Bears have been busy. Short interest climbed 17% over the past week alone, reaching nearly 10% of the free float. That's a meaningful positioning shift into a clinical-stage biotech reporting results the same day. The ORTEX short score has drifted higher to 54.5, up from the low 51s at the start of the month, reflecting this rising short-side pressure. Cost to borrow jumped sharply to 1.1% — more than four times the prior-week level — though it remains low in absolute terms for a name this small. Availability is ample at roughly 535%, meaning the lending pool is far from strained. The options market offers a mild counterpoint: the put/call ratio of 0.25 is modestly above its 20-day average but only about one standard deviation above the norm, suggesting options traders are not aggressively hedging into the print relative to the surge in short positions.

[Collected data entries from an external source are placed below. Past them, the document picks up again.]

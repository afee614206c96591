//! # Design Archiver Library
//!
//! Mirrors large corpora of hierarchical design documents together with the
//! raster assets they reference: per-node rendered exports and the
//! content-addressed image fills embedded in paint properties. Runs are
//! idempotent and resumable: everything already archived is rediscovered from
//! the output directory at the start of each document.
//!
//! ## Architecture
//!
//! - [`document`] - Document tree model, geometry resolution and node indexing
//! - [`fills`] - Paint usage mapping and scale-mode aware render sizing
//! - [`fetcher`] - Remote image API client and rate-limit aware batch fetching
//! - [`downloader`] - Download tasks, the backpressured download queue and transfers
//! - [`optimize`] - In-place image shrinking with embedded original-size metadata
//! - [`manifest`] - Archive manifests rebuilt from what is actually on disk
//! - [`archiver`] - Per-document workers and the orchestrator driving them
//! - [`report`] - Shared run statistics and the durable failure log
//!
//! ## Quick Start
//!
//! ```no_run
//! use std::sync::Arc;
//! use design_archiver::archiver::{ArchiveConfig, Archiver, Credentials};
//! use design_archiver::downloader::HttpTransfer;
//! use design_archiver::fetcher::http::FigmaHttpClient;
//! use design_archiver::report::FailureLog;
//! use design_archiver::shutdown::ShutdownCoordinator;
//!
//! # async fn example() -> Result<(), Box<dyn std::error::Error>> {
//! let config = ArchiveConfig::new("./files", "./archive");
//! let failures = Arc::new(FailureLog::open(&config.error_log)?);
//! let archiver = Archiver::new(
//!     config,
//!     Credentials::parse("figd_token")?,
//!     Arc::new(FigmaHttpClient::with_default_client()?),
//!     Arc::new(HttpTransfer::with_default_client()?),
//!     failures,
//!     ShutdownCoordinator::shared(),
//! );
//! let summary = archiver.run().await?;
//! println!("{summary}");
//! # Ok(())
//! # }
//! ```

#![warn(missing_docs)]
#![warn(clippy::all)]

use serde::{Deserialize, Serialize};
use std::str::FromStr;

/// Per-document workers and run orchestration
pub mod archiver;

/// Atomic file replacement helpers
pub mod atomic;

/// CLI command implementations
pub mod cli;

/// Design document model
pub mod document;

/// Download tasks, queue and transfers
pub mod downloader;

/// Remote image API access
pub mod fetcher;

/// Paint usage mapping and fill sizing
pub mod fills;

/// Archive manifests
pub mod manifest;

/// Metrics facade
pub mod metrics;

/// In-place image optimisation
pub mod optimize;

/// Run statistics and failure log
pub mod report;

/// Graceful shutdown coordination shared across modules
pub mod shutdown;

pub use archiver::{ArchiveConfig, Archiver};
pub use document::{DesignDocument, Node, Paint};

/// Pixel dimensions of a raster image.
#[derive(Debug, Clone, Copy, PartialEq, Eq, Hash, Serialize, Deserialize)]
pub struct Dimensions {
    /// Width in pixels
    pub width: u32,
    /// Height in pixels
    pub height: u32,
}

impl Dimensions {
    /// Create a new dimension pair
    pub fn new(width: u32, height: u32) -> Self {
        Self { width, height }
    }

    /// Whether both sides fit inside `other`
    pub fn fits_within(&self, other: &Dimensions) -> bool {
        self.width <= other.width && self.height <= other.height
    }

    /// Width divided by height, or `None` for degenerate images
    pub fn aspect_ratio(&self) -> Option<f64> {
        if self.height == 0 {
            None
        } else {
            Some(self.width as f64 / self.height as f64)
        }
    }
}

impl std::fmt::Display for Dimensions {
    fn fmt(&self, f: &mut std::fmt::Formatter<'_>) -> std::fmt::Result {
        write!(f, "{}x{}", self.width, self.height)
    }
}

/// Render format requested from the image API
#[derive(Debug, Clone, Copy, PartialEq, Eq, Hash, Serialize, Deserialize)]
pub enum ExportFormat {
    /// Portable network graphics
    #[serde(rename = "png")]
    Png,
    /// JPEG
    #[serde(rename = "jpg")]
    Jpg,
    /// Scalable vector graphics
    #[serde(rename = "svg")]
    Svg,
    /// PDF document
    #[serde(rename = "pdf")]
    Pdf,
}

impl ExportFormat {
    /// Lowercase name as used in query strings and file extensions
    pub fn as_str(&self) -> &'static str {
        match self {
            ExportFormat::Png => "png",
            ExportFormat::Jpg => "jpg",
            ExportFormat::Svg => "svg",
            ExportFormat::Pdf => "pdf",
        }
    }

    /// Whether the in-place optimizer can rewrite files of this format
    pub fn is_raster(&self) -> bool {
        matches!(self, ExportFormat::Png | ExportFormat::Jpg)
    }
}

impl std::fmt::Display for ExportFormat {
    fn fmt(&self, f: &mut std::fmt::Formatter<'_>) -> std::fmt::Result {
        f.write_str(self.as_str())
    }
}

impl FromStr for ExportFormat {
    type Err = String;

    fn from_str(s: &str) -> Result<Self, Self::Err> {
        match s.to_lowercase().as_str() {
            "png" => Ok(ExportFormat::Png),
            "jpg" | "jpeg" => Ok(ExportFormat::Jpg),
            "svg" => Ok(ExportFormat::Svg),
            "pdf" => Ok(ExportFormat::Pdf),
            _ => Err(format!(
                "Invalid export format: {s}. Valid options: png, jpg, svg, pdf"
            )),
        }
    }
}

The bull and bear cases hinge almost entirely on the CTI-1601 data. Bulls point to a striking improvement in median skin frataxin expression — rising from 2.7 pg/ug at baseline to 13.44 pg/ug after six months, well above healthy volunteer levels — and a -2.20 point improvement on the mFARS scale versus a +1.00 point worsening in the natural history population. Wedbush maintained its Outperform rating as recently as yesterday, though Laura Chico trimmed her target to $12 from $13 after the stock's recent decline. The analyst consensus targets roughly $15.88 against a $3.58 close, implying a 343% return potential — a gap that reflects both genuine clinical optimism and the market's deep skepticism about whether efficacy data will translate into regulatory and commercial success. Bears are focused on a downward revision to FY29 revenue estimates, cut from $659 million to $407 million, and on what they see as ambiguity in the clinical effectiveness picture.
The ownership structure is worth noting. Deerfield Management holds 34% of shares outstanding and added 5 million shares in Q1. Several specialist biotech funds — Driehaus, Aigh Capital, Deep Track, and Soleus — all built new or expanded positions in the March quarter. On the insider side, James Flynn and a cluster of directors purchased shares at $5.00 in late February, totalling over $25 million in net buys across the 90-day window. That level of conviction at a price meaningfully above current levels is an unusual signal, though the stock has since traded back through that level as the broader slide continued. The RSI has dropped to 30.9, technically oversold territory, and LRMR is lagging most of its correlated peers: CLDX fell 7.7% on the week, CDIO dropped 15%, and VIR eased 3.6%, suggesting the sector backdrop is soft — though none matches Larimar's one-month drawdown of 26%.
The print is less about quarterly financials and more about whether the CTI-1601 dataset continues to support the clinical thesis that brought specialist buyers in at higher prices.